Statistics Canada's latest crop yield estimate is showing that Western Canada is poised to make a rebound this year.

Last year's drought caused yields and total production to plummet, which has been made up this year in many areas with good growing conditions.

Wheat is projected to increase 55.1 per cent and Canola is rising 41.7 per cent, with others close by.

Leftfield Commodity Research Vice President Jon Driedger says that the overall figures are echoing what he's seen from earlier trade estimates.

"I think the numbers, by and large, are not overly surprising, relative to trade estimates coming in. In that sense, it wasn't a particularly surprising report, but certainly what came out, and I think what was largely expected, is that certainly relative to last year we have a crop in Western Canada that is a lot closer to average, at least how it looks today."

Driedger says that the model, even as it comes out with an average estimate, could do more to take into account circumstances such as the dry spell in the west and the very moist spring that the east had.

While many crops saw production rocket back up, others were a bit slower, with corn at 6 per cent and soybeans at 1.8 per cent.

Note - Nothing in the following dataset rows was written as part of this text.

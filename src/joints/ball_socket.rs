use crate::dynamics::{Entity, EntityHandle, EntitySet};
use crate::joints::{Dof3, Joint, JointError, JointJacobians, JointKind};
use crate::math::{Matrix, Point, Vector};
use crate::utils::cross_matrix;

/// Keeps an anchor of the entity A at the same place as an anchor of the entity B.
///
/// Removes the three relative linear degrees of freedom at the anchor.
#[derive(Copy, Clone, Debug, PartialEq)]
#[cfg_attr(feature = "serde-serialize", derive(Serialize, Deserialize))]
pub struct BallSocketJoint {
    /// The anchor, in the local-space of the entity A.
    pub local_anchor_a: Vector,
    /// The anchor, in the local-space of the entity B.
    pub local_anchor_b: Vector,
}

impl BallSocketJoint {
    /// A ball-socket joint attaching both entities at the world-space point `anchor`.
    pub fn new(a: &Entity, b: &Entity, anchor: &Point) -> Self {
        Self {
            local_anchor_a: a.world_transform().inverse_transform_point(anchor).coords,
            local_anchor_b: b.world_transform().inverse_transform_point(anchor).coords,
        }
    }

    /// A ball-socket joint with anchors given in the local-space of their entities.
    pub fn from_local_anchors(local_anchor_a: Vector, local_anchor_b: Vector) -> Self {
        Self {
            local_anchor_a,
            local_anchor_b,
        }
    }

    /// The world-space offsets from the centers of mass of the entities to their anchors.
    pub fn world_offsets(&self, a: &Entity, b: &Entity) -> (Vector, Vector) {
        (
            a.orientation_matrix() * self.local_anchor_a,
            b.orientation_matrix() * self.local_anchor_b,
        )
    }
}

impl JointKind for BallSocketJoint {
    type Dofs = Dof3;

    fn compute_jacobians(&self, a: &Entity, b: &Entity) -> JointJacobians<Dof3> {
        let (ra, rb) = self.world_offsets(a, b);
        JointJacobians {
            linear_a: -Matrix::identity(),
            angular_a: cross_matrix(&ra),
            linear_b: Matrix::identity(),
            angular_b: -cross_matrix(&rb),
            error: (b.position() + rb) - (a.position() + ra),
        }
    }
}

impl Joint<BallSocketJoint> {
    /// Attaches the entities `a` and `b` at the world-space point `anchor`.
    pub fn ball_socket(
        entities: &EntitySet,
        a: EntityHandle,
        b: EntityHandle,
        anchor: &Point,
    ) -> Result<Self, JointError> {
        Self::with_entities(entities, a, b, |ea, eb| {
            Ok(BallSocketJoint::new(ea, eb, anchor))
        })
    }
}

Driedger explains that's caused by geography.

"The thing with corn and soybeans is that production is very heavily concentrated in Eastern Canada. Whereas we in the prairies last year had, quite frankly, a wreck, actually conditions in Ontario and Eastern Canada were quite good last year, so those crops didn't have the sharp drop in production the way we did last year with wheat and canola and so forth."

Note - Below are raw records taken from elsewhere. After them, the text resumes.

use crate::bounding_volume::Aabb;
use crate::math::{Real, Vector, DIM};
use crate::query::Ray;

impl Aabb {
    /// Computes the time of impact of a ray on this AABB, both expressed in the same frame.
    ///
    /// If `solid` is `true`, a ray starting inside of the box hits it at `t = 0`. Otherwise it
    /// hits the face it exits through.
    #[inline]
    pub fn cast_local_ray(&self, ray: &Ray, max_t: Real, solid: bool) -> Option<Real> {
        self.cast_local_ray_and_get_normal(ray, max_t, solid)
            .map(|(t, _)| t)
    }

    /// Computes the time of impact and the outward normal of the face hit by a ray.
    ///
    /// The normal is zero for solid hits at `t = 0`.
    pub fn cast_local_ray_and_get_normal(
        &self,
        ray: &Ray,
        max_t: Real,
        solid: bool,
    ) -> Option<(Real, Vector)> {
        let mut near = (-Real::MAX, Vector::zeros());
        let mut far = (Real::MAX, Vector::zeros());

        for i in 0..DIM {
            if ray.dir[i] == 0.0 {
                if ray.origin[i] < self.mins[i] || ray.origin[i] > self.maxs[i] {
                    return None;
                }
                continue;
            }

            let inv_dir = 1.0 / ray.dir[i];
            let t_mins = (self.mins[i] - ray.origin[i]) * inv_dir;
            let t_maxs = (self.maxs[i] - ray.origin[i]) * inv_dir;
            // The ray enters the slab through its `mins` face iff it travels toward +i.
            let (t_enter, t_exit, sign) = if t_mins < t_maxs {
                (t_mins, t_maxs, -1.0)
            } else {
                (t_maxs, t_mins, 1.0)
            };

            if t_enter > near.0 {
                near = (t_enter, Vector::ith(i, sign));
            }
            if t_exit < far.0 {
                far = (t_exit, Vector::ith(i, -sign));
            }

            if near.0 > far.0 || far.0 < 0.0 {
                return None;
            }
        }

        if near.0 < 0.0 {
            if solid {
                Some((0.0, Vector::zeros()))
            } else if far.0 <= max_t {
                Some(far)
            } else {
                None
            }
        } else if near.0 <= max_t {
            Some(near)
        } else {
            None
        }
    }
}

As the prairies are harvesting, the numbers may end up turning out differently, as Driedger notes.

"We're sort of getting into harvest here in Western Canada, some places are well advanced and others are in the early stages. Really until that crop is in the bin it's just a best guess, so we should find out in a few weeks as farmers get further along in their fields as to how yields are shaking out, and that's really the ultimate measure."

"We did have some parts of Western Canada that were quite dry through the month of August," said Driedger, "So it is possible that maybe some crops have a bit of a downward revision by the time it comes off."

"Probably the biggest wildcard is there are parts of Western Canada where crop development is very delayed, so there is some risk of frost damage if we get some cold overnight and the crop's fully matured."